Brunsvigia josephinae is a tall variety, at about a metre in height when fully in flower. The blueish-grey leaves (up to as many as 20), which develop in winter, often lie mostly flat on the ground. Its bulbs are some 200 mm in diameter, with the neck and tunic partially exposed. Brunsvigia josephinae is also distinguished by a single, long, initially flattened, dark pink to red flower bud which shoots from each bulb in autumn. Dark red, tubular 15mm long flowers appear atop stalks, with 30 – 40 flowers per stalk. Bulbs can take 12 -14 years to settle (from seed) before they flower, and bulb growers online note they flower annually once established. I have found mine to flower only every second year in the six or so years I have been at this site.

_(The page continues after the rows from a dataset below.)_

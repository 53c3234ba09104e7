//! vmbox packager - turns a VMware machine directory into a Vagrant box.

pub mod archive;
pub mod discovery;
pub mod executor;
pub mod naming;
pub mod tools;
pub mod vagrant;
pub mod vdisk;
pub mod workflow;

pub use discovery::{discover, ManagedFile, ManagedFileSet};
pub use executor::{CommandOutput, CommandSpec, Executor, LocalExecutor, OutputMode};
pub use workflow::{build_box, register_box, BuildOptions, BuildReport, RegisterOptions, RegisterReport};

From the seed I have been able to collect, I have not had any success with germination. I suspect I am being too generous with soil quality and water, given the tough conditions shown in the documentary. I also seem to recall the commentator noting there was a very brief window of time for seed to germinate in the freshly rain-moistened South African desert sand and clearly I have not been able to emulate these specific conditions. Nor have any seedlings grown in the vicinity of the one parent plant and the neck shows no signs of new bulbs or bulbils.
Wind assisted dispersal is not the only method the species employs to ensure future plants. In their endemic environment, sunbirds, which feed on the nectar in the long red and curved flowers, are known pollinators. Culturally, the dry bulb tunics are used as a wound dressing and it has been stated young Xhosa men use the tunics as plasters after circumcision. Otherwise infusions of the bulbs are used for medicinal purposes or to enhance divination; however, as with all members of the Amaryllis family, Brunsvigia leaves, stems and bulbs contain phenanthridine alkaloids, which can cause vomiting, hypotension and respiratory depression in humans, cats and dogs. Excess salivation and abdominal discomfort is caused by the raphides (needle-shaped crystals) of calcium oxalate, which are most concentrated in the bulbs.

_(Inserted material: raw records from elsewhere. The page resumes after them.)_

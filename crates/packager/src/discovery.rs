//! Discovery of the files that belong in a box.

use std::path::{Path, PathBuf};
use tracing::{debug, info, warn};
use vmbox_box_schema::{BoxMetadata, FileKind, METADATA_FILE_NAME};
use vmbox_common::{Error, Result};

/// An allow-listed file inside the source directory.
#[derive(Debug, Clone, PartialEq, Eq)]
pub struct ManagedFile {
    pub path: PathBuf,
    pub kind: FileKind,
}

impl ManagedFile {
    /// File name as stored in the archive.
    pub fn file_name(&self) -> String {
        self.path
            .file_name()
            .map(|n| n.to_string_lossy().into_owned())
            .unwrap_or_default()
    }
}

/// The non-empty, ordered set of files packaged into a box.
#[derive(Debug, Clone)]
pub struct ManagedFileSet {
    dir: PathBuf,
    files: Vec<ManagedFile>,
}

impl ManagedFileSet {
    /// Build a set from explicit paths, dropping anything not on the allow-list.
    #[cfg(test)]
    pub(crate) fn from_paths<I>(dir: &Path, paths: I) -> Result<Self>
    where
        I: IntoIterator<Item = PathBuf>,
    {
        let files: Vec<ManagedFile> = paths
            .into_iter()
            .filter_map(|path| FileKind::classify(&path).map(|kind| ManagedFile { path, kind }))
            .collect();

        if files.is_empty() {
            return Err(Error::NoManagedFiles {
                dir: dir.to_path_buf(),
            });
        }

        Ok(Self {
            dir: dir.to_path_buf(),
            files,
        })
    }

    pub fn dir(&self) -> &Path {
        &self.dir
    }

    pub fn files(&self) -> &[ManagedFile] {
        &self.files
    }

    pub fn len(&self) -> usize {
        self.files.len()
    }

    pub fn is_empty(&self) -> bool {
        self.files.is_empty()
    }

    pub fn of_kind(&self, kind: FileKind) -> impl Iterator<Item = &ManagedFile> {
        self.files.iter().filter(move |f| f.kind == kind)
    }

    pub fn disk_images(&self) -> impl Iterator<Item = &ManagedFile> {
        self.of_kind(FileKind::DiskImage)
    }

    pub fn file_names(&self) -> Vec<String> {
        self.files.iter().map(ManagedFile::file_name).collect()
    }

    /// Fail unless at least one `.vmdk` is present.
    pub fn require_disk_image(&self) -> Result<()> {
        if self.disk_images().next().is_none() {
            return Err(Error::MissingDiskImage {
                dir: self.dir.clone(),
            });
        }
        Ok(())
    }
}

/// List allow-listed files in `dir`, in directory-listing order.
pub fn scan(dir: &Path) -> Result<Vec<ManagedFile>> {
    let mut files = Vec::new();

    for entry in std::fs::read_dir(dir)? {
        let path = entry?.path();
        if !path.is_file() {
            continue;
        }
        if let Some(kind) = FileKind::classify(&path) {
            files.push(ManagedFile { path, kind });
        }
    }

    Ok(files)
}

/// Write `metadata.json` if missing. Returns true when the file was created.
///
/// An existing file is never rewritten; problems with it are only reported.
pub fn ensure_metadata(dir: &Path) -> Result<bool> {
    let path = dir.join(METADATA_FILE_NAME);

    if path.exists() {
        if let Some(issue) = BoxMetadata::inspect(&path)? {
            warn!("{}", issue);
        }
        return Ok(false);
    }

    BoxMetadata::write_default(dir)?;
    info!("Created {}", path.display());
    Ok(true)
}

/// Discover the managed file set of a VM directory.
///
/// A directory without any VMware file fails before `metadata.json` is
/// written, so unrelated directories are left untouched.
pub fn discover(dir: &Path) -> Result<ManagedFileSet> {
    debug!("Checking {:?} for valid files...", dir);

    let has_vm_files = scan(dir)?
        .iter()
        .any(|f| f.kind != FileKind::PackageMetadata);
    if !has_vm_files {
        return Err(Error::NoManagedFiles {
            dir: dir.to_path_buf(),
        });
    }

    ensure_metadata(dir)?;
    let files = scan(dir)?;

    debug!("{} valid VMware files found", files.len());
    for (i, file) in files.iter().enumerate() {
        debug!("    {}. {} ({})", i + 1, file.file_name(), file.kind);
    }

    Ok(ManagedFileSet {
        dir: dir.to_path_buf(),
        files,
    })
}
//! Locating the external executables the packager shells out to.

use std::path::{Path, PathBuf};
use tracing::debug;
use vmbox_common::{Error, Result};

/// Explicit executable paths that take precedence over `PATH` lookup.
#[derive(Debug, Clone, Default)]
pub struct ToolOverrides {
    pub vdiskmanager: Option<PathBuf>,
    pub tar: Option<PathBuf>,
}

/// Find `name`, checking the configured override first, then `PATH`.
pub fn locate_tool(name: &str, configured: Option<&Path>, hint: &str) -> Result<PathBuf> {
    if let Some(path) = configured {
        if path.is_file() {
            debug!("Using configured {}: {}", name, path.display());
            return Ok(path.to_path_buf());
        }
        return Err(Error::ToolNotFound {
            tool: name.to_string(),
            hint: format!("configured path {} does not exist", path.display()),
        });
    }

    match which::which(name) {
        Ok(path) => {
            debug!("Found {} in PATH: {}", name, path.display());
            Ok(path)
        }
        Err(_) => Err(Error::ToolNotFound {
            tool: name.to_string(),
            hint: hint.to_string(),
        }),
    }
}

I am in the throes of transplanting as much of this garden as I can manage (while still leaving a flourishing legacy for the new gardeners). I will lift my large, magnificent Brunsvigia bulb when it is dormant and carefully convey it to its new home – a sandy, Mediterranean-climate garden. These may be exactly the conditions that will foster germination of the next round of viable seeds.

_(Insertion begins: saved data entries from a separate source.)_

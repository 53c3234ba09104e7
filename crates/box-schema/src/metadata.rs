//! The `metadata.json` document shipped inside every box.

use serde::{Deserialize, Serialize};
use std::path::Path;
use thiserror::Error;
use vmbox_common::Result;

/// File name Vagrant expects for box metadata.
pub const METADATA_FILE_NAME: &str = "metadata.json";

/// Vagrant provider identity for VMware desktop products.
pub const VMWARE_DESKTOP_PROVIDER: &str = "vmware_desktop";

/// Box metadata as read by `vagrant box add`.
#[derive(Debug, Clone, PartialEq, Serialize, Deserialize)]
pub struct BoxMetadata {
    pub provider: String,
    /// Keys written by other tools are carried through untouched.
    #[serde(flatten)]
    pub extra: serde_json::Map<String, serde_json::Value>,
}

impl Default for BoxMetadata {
    fn default() -> Self {
        Self {
            provider: VMWARE_DESKTOP_PROVIDER.to_string(),
            extra: serde_json::Map::new(),
        }
    }
}

/// Problem found in an existing metadata file.
#[derive(Error, Debug, Clone, PartialEq)]
pub enum MetadataIssue {
    #[error("metadata.json is not valid box metadata: {0}")]
    Unreadable(String),

    #[error("metadata.json declares provider '{found}', expected '{expected}'")]
    ProviderMismatch { found: String, expected: String },
}

impl BoxMetadata {
    pub fn to_json_pretty(&self) -> Result<String> {
        Ok(serde_json::to_string_pretty(self)?)
    }

    pub fn from_slice(data: &[u8]) -> Result<Self> {
        Ok(serde_json::from_slice(data)?)
    }

    /// Write the default metadata into `dir`.
    pub fn write_default(dir: &Path) -> Result<()> {
        let json = Self::default().to_json_pretty()?;
        std::fs::write(dir.join(METADATA_FILE_NAME), json)?;
        Ok(())
    }

    /// Check an existing metadata file without modifying it.
    pub fn inspect(path: &Path) -> Result<Option<MetadataIssue>> {
        let data = std::fs::read(path)?;
        let metadata = match Self::from_slice(&data) {
            Ok(metadata) => metadata,
            Err(e) => return Ok(Some(MetadataIssue::Unreadable(e.to_string()))),
        };

        if metadata.provider != VMWARE_DESKTOP_PROVIDER {
            return Ok(Some(MetadataIssue::ProviderMismatch {
                found: metadata.provider,
                expected: VMWARE_DESKTOP_PROVIDER.to_string(),
            }));
        }

        Ok(None)
    }
}
//! Common error types for vmbox.

use std::path::PathBuf;
use thiserror::Error;

/// Common error type for vmbox operations.
#[derive(Error, Debug)]
pub enum Error {
    #[error("IO error: {0}")]
    Io(#[from] std::io::Error),

    #[error("JSON error: {0}")]
    Json(#[from] serde_json::Error),

    #[error("No valid VMware files found in {}", .dir.display())]
    NoManagedFiles { dir: PathBuf },

    #[error("Missing VMDK in {}", .dir.display())]
    MissingDiskImage { dir: PathBuf },

    #[error("VMX file not found in {}", .dir.display())]
    MissingMachineConfig { dir: PathBuf },

    #[error(
        "Could not determine box name from {}, please specify one with --box_name",
        .path.display()
    )]
    DisplayNameNotFound { path: PathBuf },

    #[error("Box name is empty")]
    EmptyBoxName,

    #[error("No .box file found in {}", .dir.display())]
    BoxNotFound { dir: PathBuf },

    #[error("Multiple .box files found, pick one with --box_name: {}", .candidates.join(", "))]
    AmbiguousBox { candidates: Vec<String> },

    #[error("Unable to locate {tool}: {hint}")]
    ToolNotFound { tool: String, hint: String },

    #[error("Command execution failed: {cmd} - {reason}")]
    CommandExecution { cmd: String, reason: String },

    #[error("Command exited with {}: {cmd}", exit_description(.code))]
    CommandFailed { cmd: String, code: Option<i32> },

    #[error("{0}")]
    Other(String),
}

fn exit_description(code: &Option<i32>) -> String {
    match code {
        Some(c) => format!("status {c}"),
        None => "a signal".to_string(),
    }
}

/// Result type alias using common Error.
pub type Result<T> = std::result::Result<T, Error>;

I commented to a friend recently on the abundance of Brunsvigia plants in the small settlement to which I have moved. I had it explained to me that when a particular house was for sale over a decade ago, many local gardeners, in the fear this house’s large and splendid clump of very mature Brunsvigia bulbs would be uprooted and destroyed, raised and replanted bulbs around town overnight. These dispersed bulbs are all thriving, an indication mine too will be happy in its new coastal home.